One of MailShift’s most practical conversion paths is MBOX to ZIP. When you have a large MBOX archive — say, a Google Takeout export of your entire Gmail — and you need individual EML files, this conversion splits the archive and packages each message as a separate .eml file inside a ZIP archive.

The Process. The MBOX parser splits the archive into individual messages (as described in Section 5). Each message is then formatted as a standalone EML file with proper headers. JSZip 3.10.1 creates a ZIP archive in memory, adding each EML file with a sequential filename (email_001.eml, email_002.eml, etc.). The final ZIP is generated with DEFLATE compression and offered for download.

This conversion is invaluable for email migration. Many email clients can import individual EML files but cannot directly ingest MBOX archives. By converting MBOX to a ZIP of EMLs, you create a format that can be dragged and dropped into virtually any email client, including Outlook (with import plugins), Thunderbird, eM Client, and Mailbird.

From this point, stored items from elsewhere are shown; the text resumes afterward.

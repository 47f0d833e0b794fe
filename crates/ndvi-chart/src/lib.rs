//! # NDVI Chart
//!
//! Cycles through per-field NDVI series on a fixed timer, aligning each with
//! the shared precipitation series and handing the result to a chart renderer.
//!
//! This is the application crate: it owns the cycle state, drives the tick
//! schedule and wires configuration, datasets and renderers together.

#![warn(missing_docs)]
#![warn(clippy::all)]
#![warn(clippy::pedantic)]
#![warn(clippy::nursery)]
#![allow(clippy::module_name_repetitions)]

pub mod app;
pub mod cycler;
pub mod error;
pub mod scheduler;

pub use app::*;
pub use cycler::*;
pub use error::*;
pub use scheduler::*;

10. The Preview System: Read Emails Before Converting

MailShift includes a preview panel that displays the parsed content of your email files before you commit to a conversion. This serves two purposes: verification and discovery.

Verification. After selecting an input file and before converting, you can inspect the parsed output to confirm that headers were extracted correctly, body text is readable, and attachments were detected. If the preview shows garbled text or missing fields, you know the input file may be corrupted or in an unexpected encoding before you waste time converting it.

Discovery. For MBOX files containing hundreds of messages, the preview lets you see a summary of the archive’s contents — how many messages it contains, who sent them, what the subjects are, and when they were sent. This is especially useful when you receive an MBOX export from someone else and need to understand what is inside before deciding how to convert or archive it.

The preview system uses the same parsing pipeline as the converter itself. It is not a separate lightweight parser — you see exactly what the converter sees, which means the preview is a truthful representation of what the output will contain.

11. Privacy: Why Email Files Should Never Be Uploaded

Think about this for a second: email files are arguably the most sensitive data type sitting on your computer. Consider what a typical email archive actually contains:

Authentication credentials. Password reset emails contain links that, if intercepted, grant access to accounts. “Your new password is” emails from legacy services contain plaintext passwords. Two-factor authentication backup codes are sent via email.
Financial data. Bank statements, investment confirmations, tax documents, payroll notifications, invoice PDFs, and payment receipts. A single year of email can reconstruct a person’s complete financial profile.
Medical information. Appointment confirmations, lab results, prescription notifications, insurance communications, and doctor correspondence. In many jurisdictions, this data carries special legal protections (HIPAA in the US, GDPR special categories in the EU).
Legal communications. Attorney-client privileged correspondence, contract negotiations, dispute communications, and court notifications. Uploading these to a third-party server may waive privilege protections.
Personal correspondence. Private conversations with family, friends, and partners. Relationship details, family matters, and personal struggles that were shared in confidence.
Business intelligence. Internal company communications, strategy discussions, personnel decisions, financial projections, and trade secrets.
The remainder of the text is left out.